Les prescriptions erronées du pape François pour l'environnement

Quand il préconise de réduire la consommation, afin de préserver l'environnement, plutôt que de privilégier le progrès technique, le pape François se trompe lourdement. Par Bjorn Lomborg, directeur du Copenhagen Consensus Center et professeur adjoint au Copenhagen Business School

Les efforts du Pape pour attirer l'attention sur les problèmes environnementaux à travers son dernier Encyclique sont très louables. Le changement climatique constitue effectivement un problème mondial avec de sérieuses implications. Néanmoins, le discours du Pape s'apparente plus au clivage « vrai problème/mauvaises solutions ».
Dans son Encyclique, le Pape décrie ceux qui vouent « une confiance aveugle » aux avancées technologiques pour résoudre le problème du changement climatiques. En lieu et place, il préconise la réduction du consumérisme. Selon ses propos, cela aidera les populations pauvres qui souffrent le plus des conséquences du changement climatique.
Ce discours est assez troublant dans la mesure où l'innovation technologique est ce dont nous avons le plus besoin pour tacler ce problème.

La révolution verte stigmatisée par le pape

Les réponses de l'humanité contre la famine ne consistaient pas à insister sur la réduction de la consommation alimentaire. L'une des plus grandes réalisations du siècle dernier, la révolution verte, a vu des progrès scientifiques et technologiques augmenter significativement la production alimentaire dans le monde - dont notamment les fertilisants et les pesticides. Malheureusement, cette technologie - qui a sauvé des millions de vies dans le monde, est stigmatisée dans cet Encyclique.

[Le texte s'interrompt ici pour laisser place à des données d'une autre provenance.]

//! Leaky integrate-and-fire ensemble with exponential current synapses.
//!
//! Membrane dynamics per neuron:
//!
//! ```text
//! tau_m * du/dt = (u_rest - u) + r_m * (I_ext + I_syn)
//! ```
//!
//! A neuron fires when `u >= u_threshold` and is reset to `u_reset`. Each
//! synapse carries a current that decays with `tau_syn` and jumps by `w`
//! when its presynaptic neuron fires.

use crate::schema::NetworkConfig;

use super::evolution::SimulationEngine;

/// Resting potential (V).
pub const U_REST: &str = "u_rest";
/// Membrane resistance (Ohm).
pub const R_M: &str = "r_m";
/// Membrane time constant (s).
pub const TAU_M: &str = "tau_m";
/// Firing threshold (V).
pub const U_THRESHOLD: &str = "u_threshold";
/// Post-spike reset potential (V).
pub const U_RESET: &str = "u_reset";
/// Synaptic current decay constant (s).
pub const TAU_SYN: &str = "tau_syn";
/// Synaptic current increment per presynaptic spike (A).
pub const WEIGHT: &str = "w";

/// Per-neuron parameter names read by [`LifEnsemble`].
pub const NEURON_PARAMS: [&str; 5] = [U_REST, R_M, TAU_M, U_THRESHOLD, U_RESET];
/// Per-synapse parameter names read by [`LifEnsemble`].
pub const SYNAPSE_PARAMS: [&str; 2] = [TAU_SYN, WEIGHT];

// Fallbacks for parameters absent from a config.
const DEFAULT_U_REST: f64 = -70e-3;
const DEFAULT_R_M: f64 = 500e6;
const DEFAULT_TAU_M: f64 = 180e-3;
const DEFAULT_U_THRESHOLD: f64 = -50e-3;
const DEFAULT_U_RESET: f64 = -70e-3;
const DEFAULT_TAU_SYN: f64 = 0.1;

/// Smallest time constant used, keeps decay factors finite.
const MIN_TAU: f64 = 1e-9;

/// Simulation state of one network.
#[derive(Debug, Clone)]
pub struct LifEnsemble {
    n: usize,
    u_rest: Vec<f64>,
    r_m: Vec<f64>,
    tau_m: Vec<f64>,
    u_threshold: Vec<f64>,
    u_reset: Vec<f64>,
    /// Row-major `n x n`, zero where the anatomy forbids a synapse.
    weights: Vec<f64>,
    tau_syn: Vec<f64>,

    /// Membrane potentials.
    u: Vec<f64>,
    /// Synaptic currents, row = presynaptic.
    syn_current: Vec<f64>,
    firing: Vec<bool>,
    /// Scratch buffer for summed input per neuron.
    input: Vec<f64>,
}

impl LifEnsemble {
    /// Build an ensemble at rest. Missing parameters take default values.
    pub fn from_config(config: &NetworkConfig) -> Self {
        let n = config.num_neurons;
        let neuron = |name: &str, default: f64| -> Vec<f64> {
            config
                .neuron_param(name)
                .filter(|v| v.len() == n)
                .map(<[f64]>::to_vec)
                .unwrap_or_else(|| vec![default; n])
        };
        let synapse = |name: &str, default: f64| -> Vec<f64> {
            config
                .synapse_param(name)
                .filter(|v| v.len() == n * n)
                .map(<[f64]>::to_vec)
                .unwrap_or_else(|| vec![default; n * n])
        };

        let u_rest = neuron(U_REST, DEFAULT_U_REST);
        let mut weights = synapse(WEIGHT, 0.0);
        for (idx, w) in weights.iter_mut().enumerate() {
            if !config.anatomy.connections.get(idx).copied().unwrap_or(false) {
                *w = 0.0;
            }
        }

        Self {
            n,
            u: u_rest.clone(),
            u_rest,
            r_m: neuron(R_M, DEFAULT_R_M),
            tau_m: neuron(TAU_M, DEFAULT_TAU_M),
            u_threshold: neuron(U_THRESHOLD, DEFAULT_U_THRESHOLD),
            u_reset: neuron(U_RESET, DEFAULT_U_RESET),
            weights,
            tau_syn: synapse(TAU_SYN, DEFAULT_TAU_SYN),
            syn_current: vec![0.0; n * n],
            firing: vec![false; n],
            input: vec![0.0; n],
        }
    }

    /// Number of neurons.
    pub fn len(&self) -> usize {
        self.n
    }

    pub fn is_empty(&self) -> bool {
        self.n == 0
    }

    /// Membrane potentials.
    pub fn potentials(&self) -> &[f64] {
        &self.u
    }

    /// Total synaptic current arriving at each neuron.
    pub fn synaptic_input(&self) -> Vec<f64> {
        let n = self.n;
        (0..n)
            .map(|post| (0..n).map(|pre| self.syn_current[pre * n + post]).sum())
            .collect()
    }
}

impl SimulationEngine for LifEnsemble {
    fn advance_one_step(&mut self, external_current: &[f64], dt: f64) {
        let n = self.n;

        // Synaptic input from currents accumulated up to the previous step.
        for post in 0..n {
            let mut total = external_current.get(post).copied().unwrap_or(0.0);
            for pre in 0..n {
                total += self.syn_current[pre * n + post];
            }
            self.input[post] = total;
        }

        // Forward Euler on the membrane.
        for i in 0..n {
            let tau = self.tau_m[i].max(MIN_TAU);
            let du = (self.u_rest[i] - self.u[i] + self.r_m[i] * self.input[i]) / tau;
            self.u[i] += dt * du;

            self.firing[i] = self.u[i] >= self.u_threshold[i];
            if self.firing[i] {
                self.u[i] = self.u_reset[i];
            }
        }

        // Exact exponential decay, then spike-triggered jumps.
        for pre in 0..n {
            let fired = self.firing[pre];
            for post in 0..n {
                let idx = pre * n + post;
                let decay = (-dt / self.tau_syn[idx].max(MIN_TAU)).exp();
                self.syn_current[idx] *= decay;
                if fired {
                    self.syn_current[idx] += self.weights[idx];
                }
            }
        }
    }

    fn firing_state(&self) -> &[bool] {
        &self.firing
    }
}

#[cfg(test)]
mod tests {
    use super::*;
    use crate::schema::Anatomy;

    fn pair(weight: f64) -> NetworkConfig {
        let anatomy = Anatomy::fully_connected(vec!["a".into(), "b".into()]);
        NetworkConfig::new(anatomy)
            .with_neuron_param(U_REST, vec![-70e-3; 2])
            .with_neuron_param(R_M, vec![500e6; 2])
            .with_neuron_param(TAU_M, vec![20e-3; 2])
            .with_neuron_param(U_THRESHOLD, vec![-50e-3; 2])
            .with_neuron_param(U_RESET, vec![-70e-3; 2])
            .with_synapse_param(TAU_SYN, vec![10e-3; 4])
            .with_synapse_param(WEIGHT, vec![0.0, weight, weight, 0.0])
    }

    fn spikes(ensemble: &mut LifEnsemble, current: &[f64], steps: usize) -> Vec<usize> {
        let mut counts = vec![0; ensemble.len()];
        for _ in 0..steps {
            ensemble.advance_one_step(current, 1e-3);
            for (c, &f) in counts.iter_mut().zip(ensemble.firing_state()) {
                if f {
                    *c += 1;
                }
            }
        }
        counts
    }

    #[test]
    fn test_silent_without_input() {
        let mut ensemble = LifEnsemble::from_config(&pair(0.0));
        assert_eq!(spikes(&mut ensemble, &[0.0, 0.0], 500), vec![0, 0]);
        assert!((ensemble.potentials()[0] + 70e-3).abs() < 1e-12);
    }

    #[test]
    fn test_driven_neuron_fires() {
        // r_m * I = 60 mV above rest, well past threshold.
        let mut ensemble = LifEnsemble::from_config(&pair(0.0));
        let counts = spikes(&mut ensemble, &[1.2e-10, 0.0], 500);
        assert!(counts[0] > 5);
        assert_eq!(counts[1], 0);
    }

    #[test]
    fn test_synapse_propagates_spikes() {
        let mut ensemble = LifEnsemble::from_config(&pair(5e-10));
        let counts = spikes(&mut ensemble, &[1.2e-10, 0.0], 500);
        assert!(counts[0] > 5);
        assert!(counts[1] > 0);
    }

    #[test]
    fn test_anatomy_masks_weights() {
        let mut config = pair(5e-10);
        config.anatomy.connections = vec![false; 4];
        let mut ensemble = LifEnsemble::from_config(&config);
        let counts = spikes(&mut ensemble, &[1.2e-10, 0.0], 500);
        assert_eq!(counts[1], 0);
        assert!(ensemble.synaptic_input().iter().all(|&i| i == 0.0));
    }

    #[test]
    fn test_missing_params_use_defaults() {
        let config = NetworkConfig::new(Anatomy::fully_connected(vec!["a".into()]));
        let mut ensemble = LifEnsemble::from_config(&config);
        assert_eq!(ensemble.len(), 1);
        assert_eq!(spikes(&mut ensemble, &[0.0], 100), vec![0]);
    }
}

La révolution verte est loin d'être le seul exemple du génie humain pour résoudre un challenge majeur. Prenons le cas du problème environnemental le plus meurtrier dans le monde : la pollution de l'air intérieure découlant des foyers de cuisson et de chauffage diffusant de la fumée - alimentés par du bois ou du fumier. Ce fléau est quasiment oublié dans les pays riches où le kérosène, le gaz et l'électricité constituent les principales sources d'énergies. De même, les solutions actuelles contre la pollution de l'air extérieur consistent à utiliser des pots catalytiques, et non à réduire la circulation automobile.
Aujourd'hui encore, la pollution de l'air intérieure est à l'origine de 4,3 millions de décès par an dans les pays pauvres. Les populations les plus démunies, qui n'ont pas accès aux sources d'énergies modernes, n'ont pas d'autres ressources de cuisson et de chauffage à part la biomasse et des combustibles très polluants.

Augmenter l'accès au gaz, le plus efficace

Le pape mentionne ce problème dans son Encyclique sans pour autant aborder la solution la plus évidente : les populations pauvres ont besoin d'une meilleure accessibilité aux modes de cuisson modernes, qui seront essentiellement basés sur des énergies fossiles. Les énergies renouvelables (EnR) pourront certes jouer un petit rôle dans la résolution de ce problème mais ils restent onéreux et intermittents. Une étude récente a montré qu'augmenter l'accès aux gaz permettrait de sortir quatre fois plus d'individus de l'obscurité et de la pauvreté comparativement au recours aux EnR.
La solution la plus pertinente consisterait évidemment à faire baisser les coûts des EnR en dessous de ceux des carburants fossiles. Mais cela ne sera pratiquement viable qu'à travers des innovations et des inventions technologiques.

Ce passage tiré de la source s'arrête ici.